• TASK OBJECTIVE:
Return every line of the listing that includes the string "PartialEq".
== Segment start ==
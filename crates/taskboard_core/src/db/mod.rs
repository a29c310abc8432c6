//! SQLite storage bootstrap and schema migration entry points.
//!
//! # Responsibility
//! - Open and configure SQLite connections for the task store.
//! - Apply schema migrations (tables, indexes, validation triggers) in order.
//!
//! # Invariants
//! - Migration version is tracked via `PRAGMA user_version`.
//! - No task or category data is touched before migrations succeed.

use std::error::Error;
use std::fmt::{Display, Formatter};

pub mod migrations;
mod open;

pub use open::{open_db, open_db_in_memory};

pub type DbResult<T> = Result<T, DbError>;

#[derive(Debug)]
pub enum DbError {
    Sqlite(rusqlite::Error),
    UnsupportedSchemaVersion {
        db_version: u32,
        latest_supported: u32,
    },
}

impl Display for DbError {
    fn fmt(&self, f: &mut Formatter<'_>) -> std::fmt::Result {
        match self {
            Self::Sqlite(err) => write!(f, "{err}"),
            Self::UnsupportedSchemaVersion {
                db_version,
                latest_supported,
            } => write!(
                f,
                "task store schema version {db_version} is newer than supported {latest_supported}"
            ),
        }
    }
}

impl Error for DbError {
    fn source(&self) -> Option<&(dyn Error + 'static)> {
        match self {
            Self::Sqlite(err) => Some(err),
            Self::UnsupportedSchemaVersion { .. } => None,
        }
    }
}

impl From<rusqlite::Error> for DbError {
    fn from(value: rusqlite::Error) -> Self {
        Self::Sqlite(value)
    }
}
== Segment end ==
== Segment start ==
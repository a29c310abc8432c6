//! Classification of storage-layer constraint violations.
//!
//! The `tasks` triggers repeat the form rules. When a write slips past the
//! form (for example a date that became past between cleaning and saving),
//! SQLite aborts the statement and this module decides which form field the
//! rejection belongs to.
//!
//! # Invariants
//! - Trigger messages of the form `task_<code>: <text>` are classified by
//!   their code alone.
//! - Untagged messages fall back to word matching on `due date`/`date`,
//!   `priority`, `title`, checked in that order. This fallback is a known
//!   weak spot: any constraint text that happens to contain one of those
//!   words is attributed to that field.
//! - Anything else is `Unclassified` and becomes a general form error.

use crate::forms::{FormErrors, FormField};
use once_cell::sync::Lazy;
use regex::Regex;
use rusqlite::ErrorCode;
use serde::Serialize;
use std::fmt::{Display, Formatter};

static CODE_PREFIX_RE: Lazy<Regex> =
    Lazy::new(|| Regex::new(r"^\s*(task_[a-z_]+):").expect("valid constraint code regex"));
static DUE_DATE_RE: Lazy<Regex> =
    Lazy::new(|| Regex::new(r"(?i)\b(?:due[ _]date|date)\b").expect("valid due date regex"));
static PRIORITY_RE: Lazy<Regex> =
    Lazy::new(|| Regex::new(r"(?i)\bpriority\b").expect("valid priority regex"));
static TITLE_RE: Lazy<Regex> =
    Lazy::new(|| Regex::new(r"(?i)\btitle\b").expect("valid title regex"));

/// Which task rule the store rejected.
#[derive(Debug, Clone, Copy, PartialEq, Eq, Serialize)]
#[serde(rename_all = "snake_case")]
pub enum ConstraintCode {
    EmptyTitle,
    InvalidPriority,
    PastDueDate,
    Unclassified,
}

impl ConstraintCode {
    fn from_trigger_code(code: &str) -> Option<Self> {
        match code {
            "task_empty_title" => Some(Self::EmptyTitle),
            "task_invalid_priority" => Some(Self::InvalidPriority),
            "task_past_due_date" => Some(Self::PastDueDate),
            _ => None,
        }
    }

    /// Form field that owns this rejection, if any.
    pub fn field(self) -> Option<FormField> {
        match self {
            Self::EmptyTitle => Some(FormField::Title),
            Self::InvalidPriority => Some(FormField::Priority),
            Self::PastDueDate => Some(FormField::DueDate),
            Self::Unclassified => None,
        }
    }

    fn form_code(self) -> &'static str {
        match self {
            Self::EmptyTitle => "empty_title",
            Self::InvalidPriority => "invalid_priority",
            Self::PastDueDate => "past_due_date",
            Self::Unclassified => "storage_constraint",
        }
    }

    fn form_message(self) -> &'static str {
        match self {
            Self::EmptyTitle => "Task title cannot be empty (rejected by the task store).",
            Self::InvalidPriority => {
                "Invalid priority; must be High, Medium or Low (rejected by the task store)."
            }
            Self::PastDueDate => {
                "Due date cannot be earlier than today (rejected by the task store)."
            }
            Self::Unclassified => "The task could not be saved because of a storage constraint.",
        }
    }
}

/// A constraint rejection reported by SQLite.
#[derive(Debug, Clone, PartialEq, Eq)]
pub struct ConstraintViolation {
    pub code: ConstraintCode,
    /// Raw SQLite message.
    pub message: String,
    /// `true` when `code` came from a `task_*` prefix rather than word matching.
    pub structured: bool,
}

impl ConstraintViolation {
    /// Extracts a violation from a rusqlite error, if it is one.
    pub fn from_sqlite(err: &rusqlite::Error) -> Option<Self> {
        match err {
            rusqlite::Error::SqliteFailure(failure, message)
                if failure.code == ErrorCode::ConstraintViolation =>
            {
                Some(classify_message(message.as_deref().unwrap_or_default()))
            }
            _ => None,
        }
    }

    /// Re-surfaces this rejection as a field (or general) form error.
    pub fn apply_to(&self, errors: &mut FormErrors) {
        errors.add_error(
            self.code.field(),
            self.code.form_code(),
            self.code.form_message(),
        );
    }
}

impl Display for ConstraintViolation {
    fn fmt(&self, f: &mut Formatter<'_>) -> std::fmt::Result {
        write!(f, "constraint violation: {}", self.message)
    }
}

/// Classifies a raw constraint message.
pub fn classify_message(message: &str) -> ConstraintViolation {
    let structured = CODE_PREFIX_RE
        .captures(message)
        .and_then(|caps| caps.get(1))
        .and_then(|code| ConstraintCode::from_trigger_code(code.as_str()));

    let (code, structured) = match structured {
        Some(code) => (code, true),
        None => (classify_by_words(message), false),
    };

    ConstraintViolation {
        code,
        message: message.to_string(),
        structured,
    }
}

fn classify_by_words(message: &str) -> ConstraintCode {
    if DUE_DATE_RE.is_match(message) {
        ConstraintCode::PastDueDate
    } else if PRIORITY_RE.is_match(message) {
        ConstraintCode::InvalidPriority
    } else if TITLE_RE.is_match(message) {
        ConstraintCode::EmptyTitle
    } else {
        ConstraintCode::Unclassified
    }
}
== Segment end ==
== Segment start ==
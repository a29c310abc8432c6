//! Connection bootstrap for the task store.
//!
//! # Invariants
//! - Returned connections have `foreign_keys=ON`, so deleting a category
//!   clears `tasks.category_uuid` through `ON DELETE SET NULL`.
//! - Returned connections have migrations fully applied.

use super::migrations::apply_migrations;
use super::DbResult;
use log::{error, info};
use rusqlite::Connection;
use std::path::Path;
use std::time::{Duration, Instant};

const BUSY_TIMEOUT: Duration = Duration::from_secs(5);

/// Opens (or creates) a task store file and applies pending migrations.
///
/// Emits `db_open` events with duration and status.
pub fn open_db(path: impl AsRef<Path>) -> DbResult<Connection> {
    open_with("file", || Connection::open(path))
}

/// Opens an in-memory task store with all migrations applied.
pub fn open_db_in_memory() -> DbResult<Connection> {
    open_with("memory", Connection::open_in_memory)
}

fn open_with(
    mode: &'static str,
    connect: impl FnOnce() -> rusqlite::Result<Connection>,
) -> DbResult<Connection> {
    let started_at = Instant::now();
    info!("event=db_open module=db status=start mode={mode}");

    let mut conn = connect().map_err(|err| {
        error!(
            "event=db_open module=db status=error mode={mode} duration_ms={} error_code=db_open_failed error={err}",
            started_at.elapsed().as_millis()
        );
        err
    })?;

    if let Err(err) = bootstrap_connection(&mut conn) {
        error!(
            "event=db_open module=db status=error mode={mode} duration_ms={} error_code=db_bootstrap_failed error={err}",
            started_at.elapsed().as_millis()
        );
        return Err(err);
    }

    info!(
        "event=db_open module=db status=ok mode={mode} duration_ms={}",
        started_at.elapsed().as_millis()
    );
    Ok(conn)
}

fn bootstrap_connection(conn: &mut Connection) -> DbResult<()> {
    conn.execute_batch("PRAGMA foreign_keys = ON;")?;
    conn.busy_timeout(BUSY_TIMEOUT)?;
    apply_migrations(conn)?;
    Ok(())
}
== Segment end ==
• FINISHED TASK:
#[derive(Debug, Clone, Copy, PartialEq, Eq, Serialize)]
#[derive(Debug, Clone, PartialEq, Eq)]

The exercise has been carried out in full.